Well, when Kyle was building a multilib implementation of Sorcerer, I thought he was wasting his time. He got a newer, faster computer, and in the space of a couple of months he built enough of a Multilib distrobution for me to start beta-testing.
It's truly a statement of the power of Sorcery to be able to entirely reconfigure the way the distrobution fits together, and have dependencies resolved automatically, in the space of a couple of months. I don't even think that Multilib was Kyle's main objective... he was slogging through our grimoire of spells, and I suppose he needed a distraction and something to challenge his mind.
So far, beta testing is going well. One I/R beta had uncompressed tarballs on it, and the installer could not handle that. The next I/R beta had a broken glibc, but Kyle mailed me a proper one. Soon my computer was running a multilib install and I was able to run quite a large chunk of software ever written natively, and the rest through emulators. Quite a feeling to know that you are operating something that could run any software ever created. :)
Unfortunately, a small change to Sorcery blew up that install. I should have backed up my filesystem, I know. Two days of troubleshooting later, with me doing broad strokes and Kyle investigating the particulars, we tracked it down to cp misbehaving in a Sorcery script, and so we had to use the force to fix it. "-f" in two places in one script, and I am well on my way of having a completely rebuilt Sorcery Multilib install. It's amazing just how much everything fits together, and how a small error in millions of lines of code could have such a huge impact on the stability of the system.
Some of the tricks I am using here is an MBR that lets me select which install of Sorcerer to run. Right now I am running x86_64 pure, and rebuilding the multilib in chroot. I'm thinking of reconfiguring the boot loader to just include the "other" boot option, rather than having three boot loaders, as they don't play well together, and I have been using a rescue boot disk much more often than I liked.

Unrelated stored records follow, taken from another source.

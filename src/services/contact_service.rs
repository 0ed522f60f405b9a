use crate::api::contacts::{
    ContactResponse, CreateContactRequest, SearchContactRequest, UpdateContactRequest,
};
use crate::database::models::{Contact, User};
use crate::database::{DatabaseError, DatabaseManager, Repository};
use crate::error::ApiError;
use crate::filter::{total_pages, Filter, SortDirection};
use crate::middleware::Paging;

pub async fn create(user: &User, request: CreateContactRequest) -> Result<ContactResponse, ApiError> {
    tracing::debug!("ContactService.create({})", user.username);
    request.validate()?;

    let pool = DatabaseManager::pool().await?;
    let contact = sqlx::query_as::<_, Contact>(
        "INSERT INTO contacts (username, first_name, last_name, email, phone) \
         VALUES ($1, $2, $3, $4, $5) RETURNING *",
    )
    .bind(&user.username)
    .bind(&request.first_name)
    .bind(&request.last_name)
    .bind(&request.email)
    .bind(&request.phone)
    .fetch_one(&pool)
    .await
    .map_err(DatabaseError::from)?;

    Ok(ContactResponse::from(contact))
}

/// Ownership resolver: one compound (id, owner) lookup. An absent row and a
/// row owned by someone else produce the same NotFound.
pub async fn find_contact(username: &str, contact_id: i64) -> Result<Contact, ApiError> {
    let pool = DatabaseManager::pool().await?;

    let mut filter = Filter::new("contacts")?;
    filter.and_eq("id", contact_id)?.and_eq("username", username)?;

    Repository::<Contact>::new(pool)
        .select_optional(&filter)
        .await?
        .ok_or_else(|| ApiError::not_found("Contact not found"))
}

pub async fn get(user: &User, contact_id: i64) -> Result<ContactResponse, ApiError> {
    tracing::debug!("ContactService.get({}, {})", user.username, contact_id);
    let contact = find_contact(&user.username, contact_id).await?;
    Ok(ContactResponse::from(contact))
}

/// Full-field replace. Resolution runs first; the update itself is keyed by
/// the same compound predicate, so a row deleted in between surfaces as
/// NotFound here rather than silently succeeding.
pub async fn update(
    user: &User,
    contact_id: i64,
    request: UpdateContactRequest,
) -> Result<ContactResponse, ApiError> {
    tracing::debug!("ContactService.update({}, {})", user.username, contact_id);
    request.validate()?;

    let contact = find_contact(&user.username, contact_id).await?;

    let pool = DatabaseManager::pool().await?;
    let contact = sqlx::query_as::<_, Contact>(
        "UPDATE contacts SET first_name = $1, last_name = $2, email = $3, phone = $4 \
         WHERE id = $5 AND username = $6 RETURNING *",
    )
    .bind(&request.first_name)
    .bind(&request.last_name)
    .bind(&request.email)
    .bind(&request.phone)
    .bind(contact.id)
    .bind(&contact.username)
    .fetch_optional(&pool)
    .await
    .map_err(DatabaseError::from)?
    .ok_or_else(|| ApiError::not_found("Contact not found"))?;

    Ok(ContactResponse::from(contact))
}

/// Delete exactly one row by the compound predicate; returns the prior state.
pub async fn remove(user: &User, contact_id: i64) -> Result<ContactResponse, ApiError> {
    tracing::debug!("ContactService.remove({}, {})", user.username, contact_id);

    let contact = find_contact(&user.username, contact_id).await?;

    let pool = DatabaseManager::pool().await?;
    let contact = sqlx::query_as::<_, Contact>(
        "DELETE FROM contacts WHERE id = $1 AND username = $2 RETURNING *",
    )
    .bind(contact.id)
    .bind(&contact.username)
    .fetch_optional(&pool)
    .await
    .map_err(DatabaseError::from)?
    .ok_or_else(|| ApiError::not_found("Contact not found"))?;

    Ok(ContactResponse::from(contact))
}

/// Contact search: conjunctive filter over the caller's own contacts with
/// stable id-ordered pagination and a separate total count.
pub async fn search(
    user: &User,
    request: SearchContactRequest,
) -> Result<(Vec<ContactResponse>, Paging), ApiError> {
    tracing::debug!("ContactService.search({})", user.username);

    let mut filter = Filter::new("contacts")?;
    filter.and_eq("username", user.username.as_str())?;

    // Each present field adds one clause; absent fields add nothing
    if let Some(name) = &request.name {
        filter.and_contains_any(&["first_name", "last_name"], name)?;
    }
    if let Some(email) = &request.email {
        filter.and_contains("email", email)?;
    }
    if let Some(phone) = &request.phone {
        filter.and_contains("phone", phone)?;
    }

    filter
        .order_by("id", SortDirection::Asc)?
        .paginate(request.page, request.size)?;

    let pool = DatabaseManager::pool().await?;
    let repository = Repository::<Contact>::new(pool);

    let contacts = repository.select_all(&filter).await?;
    // Count runs over the same filter without pagination: the total matching
    // set, not the current page
    let count = repository.count(&filter).await?;

    let paging = Paging {
        current_page: request.page,
        total_page: total_pages(count, request.size),
        size: request.size,
    };

    Ok((contacts.into_iter().map(ContactResponse::from).collect(), paging))
}
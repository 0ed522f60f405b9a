use uuid::Uuid;

use crate::api::users::{LoginUserRequest, RegisterUserRequest, UpdateUserRequest, UserResponse};
use crate::database::models::User;
use crate::database::{DatabaseError, DatabaseManager, Repository};
use crate::error::ApiError;
use crate::filter::Filter;

/// Register a new account. The duplicate check is a COUNT at business level
/// so the error stays distinguishable from a constraint violation.
pub async fn register(request: RegisterUserRequest) -> Result<UserResponse, ApiError> {
    tracing::debug!("UserService.register({})", request.username);
    request.validate()?;

    let pool = DatabaseManager::pool().await?;

    let mut filter = Filter::new("users")?;
    filter.and_eq("username", request.username.as_str())?;
    let taken = Repository::<User>::new(pool.clone()).count(&filter).await?;
    if taken != 0 {
        return Err(ApiError::already_exists("Username already exists"));
    }

    let cost = crate::config::config().security.bcrypt_cost;
    let password_hash = bcrypt::hash(&request.password, cost)?;

    let user = sqlx::query_as::<_, User>(
        "INSERT INTO users (username, password_hash, name) VALUES ($1, $2, $3) RETURNING *",
    )
    .bind(&request.username)
    .bind(&password_hash)
    .bind(&request.name)
    .fetch_one(&pool)
    .await
    .map_err(DatabaseError::from)?;

    Ok(UserResponse::from(user))
}

/// Authenticate and rotate the session token. Unknown username and wrong
/// password produce the same generic error; success stores a fresh opaque
/// token, which invalidates whatever token was there before.
pub async fn login(request: LoginUserRequest) -> Result<UserResponse, ApiError> {
    tracing::debug!("UserService.login({})", request.username);
    request.validate()?;

    let pool = DatabaseManager::pool().await?;

    let mut filter = Filter::new("users")?;
    filter.and_eq("username", request.username.as_str())?;
    let user = Repository::<User>::new(pool.clone())
        .select_optional(&filter)
        .await?
        .ok_or(ApiError::InvalidCredentials)?;

    if !bcrypt::verify(&request.password, &user.password_hash)? {
        return Err(ApiError::InvalidCredentials);
    }

    let token = Uuid::new_v4().to_string();
    let user = sqlx::query_as::<_, User>(
        "UPDATE users SET token = $1 WHERE username = $2 RETURNING *",
    )
    .bind(&token)
    .bind(&user.username)
    .fetch_one(&pool)
    .await
    .map_err(DatabaseError::from)?;

    Ok(UserResponse {
        username: user.username,
        name: user.name,
        token: user.token,
    })
}

pub fn current(user: &User) -> UserResponse {
    tracing::debug!("UserService.current({})", user.username);
    UserResponse::from(user.clone())
}

/// Partial profile update: only supplied fields change, a supplied password
/// is re-hashed, everything else keeps its prior value.
pub async fn update(user: User, request: UpdateUserRequest) -> Result<UserResponse, ApiError> {
    tracing::debug!("UserService.update({})", user.username);
    request.validate()?;

    let name = request.name.or(user.name);
    let password_hash = match request.password {
        Some(password) => {
            let cost = crate::config::config().security.bcrypt_cost;
            bcrypt::hash(&password, cost)?
        }
        None => user.password_hash,
    };

    let pool = DatabaseManager::pool().await?;
    let updated = sqlx::query_as::<_, User>(
        "UPDATE users SET name = $1, password_hash = $2 WHERE username = $3 RETURNING *",
    )
    .bind(&name)
    .bind(&password_hash)
    .bind(&user.username)
    .fetch_one(&pool)
    .await
    .map_err(DatabaseError::from)?;

    Ok(UserResponse::from(updated))
}

/// Clear the stored token unconditionally for the authenticated user.
pub async fn logout(user: &User) -> Result<(), ApiError> {
    tracing::debug!("UserService.logout({})", user.username);

    let pool = DatabaseManager::pool().await?;
    sqlx::query("UPDATE users SET token = NULL WHERE username = $1")
        .bind(&user.username)
        .execute(&pool)
        .await
        .map_err(DatabaseError::from)?;

    Ok(())
}
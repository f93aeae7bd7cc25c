//! # product-catalog
//!
//! Filterable product table for the terminal.
//!
//! Built on [spark-signals](https://github.com/RLabs-Inc/spark-signals) for fine-grained reactivity.
//!
//! ## Architecture
//!
//! Three fixture collections (users, categories, products) are joined once
//! into product views. Two filter signals (selected user, search text) drive
//! a derived visible collection; one render effect composes the screen.
//! ```text
//! Fixtures → derive_product_views → FilterStore → visible derived → render effect
//!                                       ↑
//!                key / mouse bindings ──┘
//! ```
//!
//! ## Modules
//!
//! - [`catalog`] - Entities, fixtures, the join and the filter pipeline
//! - [`state`] - Filter store, keyboard, focus, mouse, input routing
//! - [`view`] - Controls, test hooks, row formatting, screen composition
//! - [`renderer`] - Frame buffer and diff rendering
//! - [`pipeline`] - Terminal size, mount / run / unmount, snapshots
//! - [`theme`] - Semantic colors and presets

pub mod catalog;
pub mod config;
pub mod error;
pub mod logging;
pub mod pipeline;
pub mod renderer;
pub mod state;
pub mod theme;
pub mod types;
pub mod view;

// Re-export commonly used items
pub use types::*;

pub use catalog::{
    derive_product_views, visible_products, Category, FilterState, Fixtures, Id, Product,
    ProductView, Sex, User,
};

pub use error::{CatalogError, Result};

pub use pipeline::{mount, run, snapshot, tick, unmount, MountHandle, ScreenSource};

pub use renderer::{DiffRenderer, FrameBuffer};

pub use state::{FilterStore, KeyboardEvent, KeyState, Modifiers};

pub use theme::{get_preset, preset_names, resolve_preset, Theme, ThemeColor};

pub use view::{
    compose, focus_order, Control, HookQuery, HookRegion, ScreenContext, ScreenFrame, TestHook,
};
//! Renderer - frame buffer, output batching, diff rendering.

pub mod buffer;
pub mod diff;
pub mod output;

pub use buffer::{char_width, string_width, truncate_to_width, FrameBuffer};
pub use diff::DiffRenderer;
pub use output::{to_crossterm_color, OutputBuffer, StatefulCellRenderer};
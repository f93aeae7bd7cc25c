//! Stable test hooks.
//!
//! Each labelled element of the screen is reported as a [`HookRegion`] so
//! external tooling can locate it without scraping text. Names match the
//! `data-cy` attributes of the web version of this view.

use serde::Serialize;

#[derive(Debug, Clone, Copy, PartialEq, Eq, Hash, Serialize)]
pub enum TestHook {
    /// Present only while at least one product is visible.
    ProductTable,
    Product,
    ProductId,
    ProductName,
    ProductCategory,
    ProductUser,
    FilterAllUsers,
    FilterUser,
    SearchField,
    /// Present only while the query is non-empty.
    ClearButton,
    /// Present exactly when no product is visible.
    NoMatchingMessage,
    AllCategories,
    Category,
    ResetAllButton,
    SortIcon,
}

impl TestHook {
    pub const ALL: [TestHook; 15] = [
        Self::ProductTable,
        Self::Product,
        Self::ProductId,
        Self::ProductName,
        Self::ProductCategory,
        Self::ProductUser,
        Self::FilterAllUsers,
        Self::FilterUser,
        Self::SearchField,
        Self::ClearButton,
        Self::NoMatchingMessage,
        Self::AllCategories,
        Self::Category,
        Self::ResetAllButton,
        Self::SortIcon,
    ];

    pub fn as_str(&self) -> &'static str {
        match self {
            Self::ProductTable => "ProductTable",
            Self::Product => "Product",
            Self::ProductId => "ProductId",
            Self::ProductName => "ProductName",
            Self::ProductCategory => "ProductCategory",
            Self::ProductUser => "ProductUser",
            Self::FilterAllUsers => "FilterAllUsers",
            Self::FilterUser => "FilterUser",
            Self::SearchField => "SearchField",
            Self::ClearButton => "ClearButton",
            Self::NoMatchingMessage => "NoMatchingMessage",
            Self::AllCategories => "AllCategories",
            Self::Category => "Category",
            Self::ResetAllButton => "ResetAllButton",
            Self::SortIcon => "SortIcon",
        }
    }
}

impl std::fmt::Display for TestHook {
    fn fmt(&self, f: &mut std::fmt::Formatter<'_>) -> std::fmt::Result {
        f.write_str(self.as_str())
    }
}

/// Where a hooked element landed on screen.
///
/// `height` is 1 for everything but the table.
#[derive(Debug, Clone, PartialEq, Eq, Serialize)]
pub struct HookRegion {
    pub hook: TestHook,
    pub x: u16,
    pub y: u16,
    pub width: u16,
    pub height: u16,
    /// Visible text of the element (empty for containers).
    pub text: String,
}

impl HookRegion {
    pub fn new(hook: TestHook, x: u16, y: u16, width: u16, text: impl Into<String>) -> Self {
        Self {
            hook,
            x,
            y,
            width,
            height: 1,
            text: text.into(),
        }
    }
}

/// Query helpers over a list of regions.
pub trait HookQuery {
    fn find_hook(&self, hook: TestHook) -> Option<&HookRegion>;
    fn hooks(&self, hook: TestHook) -> Vec<&HookRegion>;
    fn has_hook(&self, hook: TestHook) -> bool {
        self.find_hook(hook).is_some()
    }
}

impl HookQuery for [HookRegion] {
    fn find_hook(&self, hook: TestHook) -> Option<&HookRegion> {
        self.iter().find(|r| r.hook == hook)
    }

    fn hooks(&self, hook: TestHook) -> Vec<&HookRegion> {
        self.iter().filter(|r| r.hook == hook).collect()
    }
}

#[cfg(test)]
mod tests {
    use super::*;

    #[test]
    fn test_names_match_serialized_form() {
        for hook in TestHook::ALL {
            let json = serde_json::to_string(&hook).unwrap();
            assert_eq!(json, format!("\"{}\"", hook.as_str()));
        }
    }

    #[test]
    fn test_region_json() {
        let region = HookRegion::new(TestHook::ProductName, 8, 12, 4, "Milk");
        let json = serde_json::to_value(&region).unwrap();
        assert_eq!(json["hook"], "ProductName");
        assert_eq!(json["text"], "Milk");
        assert_eq!(json["height"], 1);
    }

    #[test]
    fn test_query() {
        let regions = vec![
            HookRegion::new(TestHook::FilterUser, 0, 0, 4, "Roma"),
            HookRegion::new(TestHook::FilterUser, 6, 0, 4, "Anna"),
        ];
        assert_eq!(regions.hooks(TestHook::FilterUser).len(), 2);
        assert!(!regions.has_hook(TestHook::ClearButton));
    }
}
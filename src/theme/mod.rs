//! Theme System.
//!
//! Semantic color slots resolved to [`Rgba`] at render time. ANSI slots
//! respect the user's terminal palette; RGB/hex slots are exact.
//!
//! # Example
//!
//! ```
//! use product_catalog::theme::get_preset;
//!
//! let nord = get_preset("nord").unwrap();
//! let primary = nord.primary.resolve();
//! assert!(!primary.is_terminal_default());
//! ```

use crate::types::Rgba;

pub mod presets;

pub use presets::*;

// =============================================================================
// ThemeColor
// =============================================================================

/// A theme color slot.
#[derive(Debug, Clone, Default, PartialEq)]
pub enum ThemeColor {
    /// Use terminal's default color.
    #[default]
    Default,
    /// ANSI palette index (0-255).
    Ansi(u8),
    Rgb(Rgba),
    /// Hex string (`#rrggbb`), parsed on resolve.
    Str(String),
}

impl ThemeColor {
    /// Resolve to Rgba. Unparseable strings resolve to magenta so they stand out.
    pub fn resolve(&self) -> Rgba {
        match self {
            Self::Default => Rgba::TERMINAL_DEFAULT,
            Self::Ansi(i) => Rgba::ansi(*i),
            Self::Rgb(c) => *c,
            Self::Str(s) => Rgba::from_hex(s).unwrap_or(Rgba::MAGENTA),
        }
    }
}

/// `u8` is an ANSI index.
impl From<u8> for ThemeColor {
    fn from(index: u8) -> Self {
        Self::Ansi(index)
    }
}

/// `u32` is an RGB integer (0xRRGGBB).
impl From<u32> for ThemeColor {
    fn from(rgb: u32) -> Self {
        Self::Rgb(Rgba::from_rgb_int(rgb))
    }
}

impl From<&str> for ThemeColor {
    fn from(s: &str) -> Self {
        Self::Str(s.to_string())
    }
}

// =============================================================================
// Theme
// =============================================================================

/// Semantic colors used by the screen.
///
/// `link` and `danger` color the user cell by sex (`m` / `f`).
#[derive(Debug, Clone, PartialEq)]
pub struct Theme {
    pub name: String,
    pub description: String,

    /// Title, active tab.
    pub primary: ThemeColor,
    /// Reset button.
    pub success: ThemeColor,
    pub link: ThemeColor,
    pub danger: ThemeColor,

    pub text: ThemeColor,
    /// Placeholders, inert controls, footer.
    pub text_muted: ThemeColor,

    pub background: ThemeColor,
    /// Alternate table rows.
    pub background_muted: ThemeColor,

    pub border: ThemeColor,
    pub border_focus: ThemeColor,
}

impl Default for Theme {
    fn default() -> Self {
        terminal()
    }
}

impl Theme {
    pub fn primary(&self) -> Rgba {
        self.primary.resolve()
    }

    pub fn success(&self) -> Rgba {
        self.success.resolve()
    }

    pub fn link(&self) -> Rgba {
        self.link.resolve()
    }

    pub fn danger(&self) -> Rgba {
        self.danger.resolve()
    }

    pub fn text(&self) -> Rgba {
        self.text.resolve()
    }

    pub fn text_muted(&self) -> Rgba {
        self.text_muted.resolve()
    }

    pub fn bg(&self) -> Rgba {
        self.background.resolve()
    }

    pub fn bg_muted(&self) -> Rgba {
        self.background_muted.resolve()
    }

    pub fn border(&self) -> Rgba {
        self.border.resolve()
    }

    pub fn border_focus(&self) -> Rgba {
        self.border_focus.resolve()
    }
}
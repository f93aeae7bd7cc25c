//! Fixture data - the three static collections.
//!
//! The default dataset is compiled in from `data/*.json`. A directory holding
//! the same three files can replace it at startup. Either way the result is
//! validated once (ids unique per collection) and never changes afterwards.

use std::collections::HashSet;
use std::fs;
use std::path::Path;

use serde::de::DeserializeOwned;
use tracing::{debug, info};

use super::join::derive_product_views;
use super::model::{Category, Id, Product, ProductView, User};
use crate::error::{CatalogError, Result};

pub const USERS_FILE: &str = "users.json";
pub const CATEGORIES_FILE: &str = "categories.json";
pub const PRODUCTS_FILE: &str = "products.json";

const EMBEDDED_USERS: &str = include_str!("../../data/users.json");
const EMBEDDED_CATEGORIES: &str = include_str!("../../data/categories.json");
const EMBEDDED_PRODUCTS: &str = include_str!("../../data/products.json");

/// Users, categories and products, with unique ids in each.
#[derive(Debug, Clone, PartialEq, Eq)]
pub struct Fixtures {
    users: Vec<User>,
    categories: Vec<Category>,
    products: Vec<Product>,
}

impl Fixtures {
    /// Validate and wrap the three collections.
    pub fn new(users: Vec<User>, categories: Vec<Category>, products: Vec<Product>) -> Result<Self> {
        ensure_unique("user", users.iter().map(|u| u.id))?;
        ensure_unique("category", categories.iter().map(|c| c.id))?;
        ensure_unique("product", products.iter().map(|p| p.id))?;

        Ok(Self {
            users,
            categories,
            products,
        })
    }

    /// The built-in dataset.
    pub fn embedded() -> Result<Self> {
        let users = parse_json("<embedded:users>", EMBEDDED_USERS)?;
        let categories = parse_json("<embedded:categories>", EMBEDDED_CATEGORIES)?;
        let products = parse_json("<embedded:products>", EMBEDDED_PRODUCTS)?;

        let fixtures = Self::new(users, categories, products)?;
        debug!(
            users = fixtures.users.len(),
            categories = fixtures.categories.len(),
            products = fixtures.products.len(),
            "loaded embedded fixtures"
        );
        Ok(fixtures)
    }

    /// Load `users.json`, `categories.json` and `products.json` from `dir`.
    pub fn load_dir(dir: &Path) -> Result<Self> {
        let users = read_json(&dir.join(USERS_FILE))?;
        let categories = read_json(&dir.join(CATEGORIES_FILE))?;
        let products = read_json(&dir.join(PRODUCTS_FILE))?;

        let fixtures = Self::new(users, categories, products)?;
        info!(
            dir = %dir.display(),
            users = fixtures.users.len(),
            categories = fixtures.categories.len(),
            products = fixtures.products.len(),
            "loaded fixtures from directory"
        );
        Ok(fixtures)
    }

    pub fn users(&self) -> &[User] {
        &self.users
    }

    pub fn categories(&self) -> &[Category] {
        &self.categories
    }

    pub fn products(&self) -> &[Product] {
        &self.products
    }

    /// Join every product to its category and owner.
    pub fn product_views(&self) -> Vec<ProductView> {
        derive_product_views(&self.products, &self.categories, &self.users)
    }
}

fn ensure_unique(collection: &'static str, ids: impl Iterator<Item = Id>) -> Result<()> {
    let mut seen = HashSet::new();
    for id in ids {
        if !seen.insert(id) {
            return Err(CatalogError::DuplicateId { collection, id });
        }
    }
    Ok(())
}

fn parse_json<T: DeserializeOwned>(origin: &str, text: &str) -> Result<T> {
    serde_json::from_str(text).map_err(|source| CatalogError::Json {
        path: origin.to_string(),
        source,
    })
}

fn read_json<T: DeserializeOwned>(path: &Path) -> Result<T> {
    let text = fs::read_to_string(path).map_err(|source| CatalogError::Io {
        path: path.to_path_buf(),
        source,
    })?;
    parse_json(&path.display().to_string(), &text)
}
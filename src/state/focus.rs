//! Focus System - Keyboard navigation and focus state
//!
//! Manages focus across the screen's controls:
//! - `focused` signal (currently focused control)
//! - Focus ring (Tab/Shift+Tab), wrapping at both ends
//! - Ring updates when controls appear or disappear
//!
//! The ring is replaced by the app whenever the set of controls changes (the
//! clear button comes and goes with the query).
//!
//! # Example
//!
//! ```ignore
//! use product_catalog::state::focus;
//!
//! focus::set_focus_ring(vec![Control::AllUsers, Control::SearchField]);
//! focus::focus_next();
//! assert_eq!(focus::focused(), Some(Control::AllUsers));
//! ```

use std::cell::RefCell;

use spark_signals::{signal, Signal};

use crate::view::Control;

// =============================================================================
// FOCUSED CONTROL SIGNAL
// =============================================================================

thread_local! {
    static FOCUSED: Signal<Option<Control>> = signal(None);
    static FOCUS_RING: RefCell<Vec<Control>> = const { RefCell::new(Vec::new()) };
}

/// Get the currently focused control
pub fn focused() -> Option<Control> {
    FOCUSED.with(|s| s.get())
}

/// Check if any control is focused
pub fn has_focus() -> bool {
    focused().is_some()
}

/// Check if a specific control is focused
pub fn is_focused(control: Control) -> bool {
    focused() == Some(control)
}

/// Focus a control. Ignored if the control is not in the ring.
pub fn focus(control: Control) -> bool {
    let known = FOCUS_RING.with(|ring| ring.borrow().contains(&control));
    if known {
        set_focused(Some(control));
    }
    known
}

/// Clear focus
pub fn blur() {
    set_focused(None);
}

fn set_focused(control: Option<Control>) {
    if focused() != control {
        FOCUSED.with(|s| s.set(control));
    }
}

// =============================================================================
// FOCUS RING
// =============================================================================

/// Current ring, in tab order.
pub fn focus_ring() -> Vec<Control> {
    FOCUS_RING.with(|ring| ring.borrow().clone())
}

/// Replace the ring.
///
/// If the focused control is gone, focus moves to the nearest control before
/// it (in the old order) that still exists, so removing the clear button
/// hands focus back to the search field.
pub fn set_focus_ring(controls: Vec<Control>) {
    let old = FOCUS_RING.with(|ring| ring.replace(controls.clone()));

    let Some(current) = focused() else {
        return;
    };
    if controls.contains(&current) {
        return;
    }

    let fallback = old
        .iter()
        .position(|c| *c == current)
        .and_then(|pos| old[..pos].iter().rev().find(|c| controls.contains(c)).copied())
        .or_else(|| controls.first().copied());
    set_focused(fallback);
}

/// Move focus to the next control (wraps).
pub fn focus_next() -> Option<Control> {
    step(1)
}

/// Move focus to the previous control (wraps).
pub fn focus_previous() -> Option<Control> {
    step(-1)
}

fn step(direction: isize) -> Option<Control> {
    let ring = focus_ring();
    if ring.is_empty() {
        return None;
    }

    let len = ring.len() as isize;
    let next = match focused().and_then(|c| ring.iter().position(|r| *r == c)) {
        Some(pos) => (pos as isize + direction).rem_euclid(len),
        None if direction > 0 => 0,
        None => len - 1,
    };

    let control = ring[next as usize];
    set_focused(Some(control));
    Some(control)
}

/// Reset all focus state (for testing)
pub fn reset_focus_state() {
    FOCUS_RING.with(|ring| ring.borrow_mut().clear());
    FOCUSED.with(|s| s.set(None));
}

// =============================================================================
// TESTS
// =============================================================================
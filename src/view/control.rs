//! Interactive controls on the screen.
//!
//! Every control that can take focus or receive a click. Tab order follows
//! [`focus_order`].

use crate::catalog::{FilterState, Id, User};

#[derive(Debug, Clone, Copy, PartialEq, Eq, Hash)]
pub enum Control {
    /// The "All" user tab.
    AllUsers,
    /// One tab per user, keyed by user id.
    User(Id),
    SearchField,
    /// Only present while the query is non-empty.
    ClearButton,
    ResetAll,
}

/// Focusable controls in tab order for the given users and state.
pub fn focus_order(users: &[User], state: &FilterState) -> Vec<Control> {
    let mut controls = Vec::with_capacity(users.len() + 4);
    controls.push(Control::AllUsers);
    controls.extend(users.iter().map(|u| Control::User(u.id)));
    controls.push(Control::SearchField);
    if state.has_query() {
        controls.push(Control::ClearButton);
    }
    controls.push(Control::ResetAll);
    controls
}

#[cfg(test)]
mod tests {
    use super::*;
    use crate::catalog::Sex;

    fn users() -> Vec<User> {
        vec![
            User { id: 1, name: "Roma".to_string(), sex: Sex::Male },
            User { id: 2, name: "Anna".to_string(), sex: Sex::Female },
        ]
    }

    #[test]
    fn test_focus_order_without_query() {
        let order = focus_order(&users(), &FilterState::default());
        assert_eq!(
            order,
            vec![
                Control::AllUsers,
                Control::User(1),
                Control::User(2),
                Control::SearchField,
                Control::ResetAll,
            ]
        );
    }

    #[test]
    fn test_clear_button_follows_search() {
        let mut state = FilterState::default();
        state.set_query("m");
        let order = focus_order(&users(), &state);
        let search = order.iter().position(|c| *c == Control::SearchField).unwrap();
        assert_eq!(order[search + 1], Control::ClearButton);
    }
}
//! Table row formatting.

use crate::catalog::{ProductView, Sex};
use crate::theme::Theme;
use crate::types::Rgba;

/// Placeholder for a product whose category did not resolve.
pub const NO_CATEGORY: &str = "No category";

/// Color role of the user cell.
#[derive(Debug, Clone, Copy, PartialEq, Eq)]
pub enum UserTone {
    /// Female owners.
    Danger,
    /// Male owners.
    Link,
}

impl UserTone {
    pub fn for_sex(sex: Sex) -> Self {
        match sex {
            Sex::Female => Self::Danger,
            Sex::Male => Self::Link,
        }
    }

    pub fn color(&self, theme: &Theme) -> Rgba {
        match self {
            Self::Danger => theme.danger(),
            Self::Link => theme.link(),
        }
    }
}

/// Display strings for one table row.
#[derive(Debug, Clone, PartialEq, Eq)]
pub struct ProductRow {
    pub id: String,
    pub name: String,
    pub category: String,
    /// Empty when the owner did not resolve.
    pub user: String,
    pub user_tone: Option<UserTone>,
}

impl ProductRow {
    pub fn from_view(view: &ProductView) -> Self {
        let category = match &view.category {
            Some(c) => format!("{} - {}", c.icon, c.title),
            None => NO_CATEGORY.to_string(),
        };

        Self {
            id: view.id.to_string(),
            name: view.name.clone(),
            category,
            user: view.user.as_ref().map(|u| u.name.clone()).unwrap_or_default(),
            user_tone: view.user.as_ref().map(|u| UserTone::for_sex(u.sex)),
        }
    }
}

So, bleeding edge, wave of the future stuff in OS land here. One day this Multilib will be the default Sorcerer install. There are still some things to be sorted with the installer. It's certainly not for the feint of heart. We have been battling to get it more simple, for years, actually. Unfortunately, once a Sorcerer box is installed, it tends to stay that way. Most horrible blow-up-your computer errors usually happen to me, as I like to thoroughly test all my software at least once a month. When my system blows up, I usually restore from system backups when I remember to make them. So, the installer does not get used nearly enough... Maybe I'll have a bit of time to do some testing in that regard.